The divisions in the Southern population aren’t really new news. I remember hearing a lot about it studying history growing up in Virginia. There were some absolutely vicious mini “civil wars” in the mountain counties of North Carolina and Tennessee between Unionists and Confederates. Many of the counties that are now in the Shenendoah Valley in Virginia barely stayed in the Union when the western counties split off to become West Virginia—and this despite the tremendous victories Stonewall Jackson won on that very same soil in 1862. The story my college history prof told me was that Rockingham County, Virginia (where I went to college at JMU) stayed in Virginia by one single vote. The generals like Lee and Jackson were revered up there, but the war was by no means popular.
Folks up in the Piedmont and toward the mountains generally didn’t own slaves, or at least not nearly as many as the rich planters along the coast. Appealing to their loyalty as Northerners invaded their home states worked to a point (especially in Virginia) but for folks further up in the mountains in places like West Virginia, North Carolina, and Tennessee, they didn’t feel like they wanted to get involved in a rich man’s war.
The truth’s in the middle—yes, having 500,000 Southerners (white and black) fighting for the Union definitely made things worse for the Confederacy. But the North’s crushing industrial superiority was decisive, as well as them finally finding generals like Grant and Sherman willing to take that material superiority and use it to grind the South down. BTW, it doesn’t surprise me that the Urinal-Constipation takes an opportunity to pee on the former Georgia state flag and the SCV in general. I imagine the idiots at the AJC were big fans of King Roy’s Placemat.
}:-)4
That's the Democrats' game for sure.
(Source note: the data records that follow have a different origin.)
//! Error types.

use thiserror::Error;

/// Crate-level error type.
#[derive(Error, Debug)]
pub enum VyomaError {
    #[error("invalid configuration: {0}")]
    Config(String),

    #[error("mapping thread is not running")]
    PipelineStopped,
}

/// Crate-level result alias.
pub type Result<T> = std::result::Result<T, VyomaError>;
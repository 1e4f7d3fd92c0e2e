//! Fundamental types: points, voxel coordinates, clouds, rigid transforms.

mod cloud;
mod point;
mod transform;

pub use cloud::PointCloud3;
pub use point::{Point3, VoxelCoord};
pub use transform::{Quaternion, Quaternionf, Rigid3, Rigid3f, Vec3d};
Southerners need to learn the true facts so as not to fall into the leftists' trap.
I remember seeing a print of Lee handing these battle flags to regiments of the Army of Northern Virginia. There should have been a loud outcry throughout the South when the Klan adopted the battle flag as its emblem. I think that is a point when the Southerner irretrievably compromised his heritage, and disfigured the image of arguably the finest infantry this country ever produced.
I think people could answer most of those questions themselves after watching Ken Burns history, so it should not be new. I remember one line in the television series where someone says the South died of a concept.
Shermans march through Georgia highlights the power, yet disinterest of the planter aristocracy of the South. There were food riots in Georgia, yet Shermans army never lived better than when it plundered the plantations.